0
votes

I have a pyspark dataframe with few columns

col1    col2    col3
---------------------
1.      2.1.    3.2
3.2.    4.2.    5.1

and I would like to apply three functions f1(x), f2(x), f3(x) each one to the correspondent column of the dataframe, so that I get

col1        col2        col3
-------------------------------
f1(1.)      f2(2.1.)    f3(3.2)
f1(3.2.)    f2(4.2.)    f3(5.1)

I am trying to avoid defining a udf for each column, so my idea would be to build an rdd from each column applying a function (maybe zip with an index, which I could define in the original dataset too), then to join back to the original dataframe.

Is it a viable solution, or is there a way to do it better?

UPDATE: following @Andre' Perez suggestion I could define a udf per each column and use spark sql to apply it or alternatively

import numpy as np
import pyspark.sql.functions as F
f1_udf = F.udf(lambda x: float(np.sin(x)), FloatType())
f2_udf = F.udf(lambda x: float(np.cos(x)), FloatType())
f3_udf = F.udf(lambda x: float(np.tan(x)), FloatType())
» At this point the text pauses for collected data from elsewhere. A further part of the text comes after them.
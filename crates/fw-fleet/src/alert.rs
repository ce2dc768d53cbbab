//! Cluster alerts and suggested detours.

use chrono::{DateTime, Utc};
use fw_core::{AlertId, BusId, GeoPoint, Severity};

/// A suggested detour around a cluster: an ordered list of waypoints between
/// two named stops.
#[derive(Debug, Clone, PartialEq)]
#[cfg_attr(feature = "serde", derive(serde::Serialize, serde::Deserialize))]
pub struct AlternateRoute {
    pub from_stop: String,
    pub to_stop:   String,
    pub points:    Vec<GeoPoint>,
}

/// An active clustering alert.
///
/// `bus_ids` are weak references into the fleet: lookup only, no ownership.
/// The store guarantees every id names a bus in the fleet and that a bus
/// appears in at most one active alert.
#[derive(Debug, Clone, PartialEq)]
#[cfg_attr(feature = "serde", derive(serde::Serialize, serde::Deserialize))]
pub struct ClusterAlert {
    pub id:        AlertId,
    pub bus_ids:   Vec<BusId>,
    /// Representative location of the cluster.
    pub location:  GeoPoint,
    pub severity:  Severity,
    /// Creation time.
    pub timestamp: DateTime<Utc>,
    /// Present only once a detour has been computed.
    pub alternate_route: Option<AlternateRoute>,
}

impl ClusterAlert {
    /// `true` if `bus` is one of the clustered buses.
    #[inline]
    pub fn involves(&self, bus: BusId) -> bool {
        self.bus_ids.contains(&bus)
    }
}

/// An alert that has been detected but not yet registered with the store.
///
/// The store assigns the id and creation timestamp in
/// [`FleetStore::raise_alert`][crate::FleetStore::raise_alert].
#[derive(Debug, Clone, PartialEq)]
pub struct NewAlert {
    pub bus_ids:         Vec<BusId>,
    pub location:        GeoPoint,
    pub severity:        Severity,
    pub alternate_route: Option<AlternateRoute>,
}

impl NewAlert {
    pub fn new(bus_ids: Vec<BusId>, location: GeoPoint, severity: Severity) -> Self {
        Self { bus_ids, location, severity, alternate_route: None }
    }

    pub fn with_alternate_route(mut self, route: AlternateRoute) -> Self {
        self.alternate_route = Some(route);
        self
    }
}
df = df.withColumn("col1", f1_udf("col1"))
df = df.withColumn("col2", f2_udf("col2"))
df = df.withColumn("col3", f3_udf("col3"))
1
There is no need to use rdd and joins. You can pass a whole row to an udf and return it: Filter Pyspark Dataframe with udf on entire rowcronoik
are these functions user defined or standard pyspark functions?Raghu
These are user defined functions, not standard builtin functionsGaluoises
Thanks @cronoik for the suggestion, but I think I would need to pass a whole row to multiple udfsGaluoises
You don't want to use an udf at all or just one udf instead of 3? Currently it is not clear for me what you want to achieve. In case you don't want to use an udf, you should explain what your functions are currently doing (better post them directly). In case you just want to use one udf instead of 3, just can follow the instructions from the link I have shared. At the moment your question can not be answered.cronoik

1 Answers

1
votes

Maybe it is better to register those functions as a UDF (even though you said you don't want to follow this approach).

spark.udf.register("func1", f1)
spark.udf.register("func2", f2)
spark.udf.register("func3", f3)

I would then register the DataFrame as a temporary view and run a Spark SQL query on it with the registered functions.

df.createOrReplaceTempView("dataframe")
df2 = spark.sql("select func1(col1), func2(col2), func3(col3) from dataframe")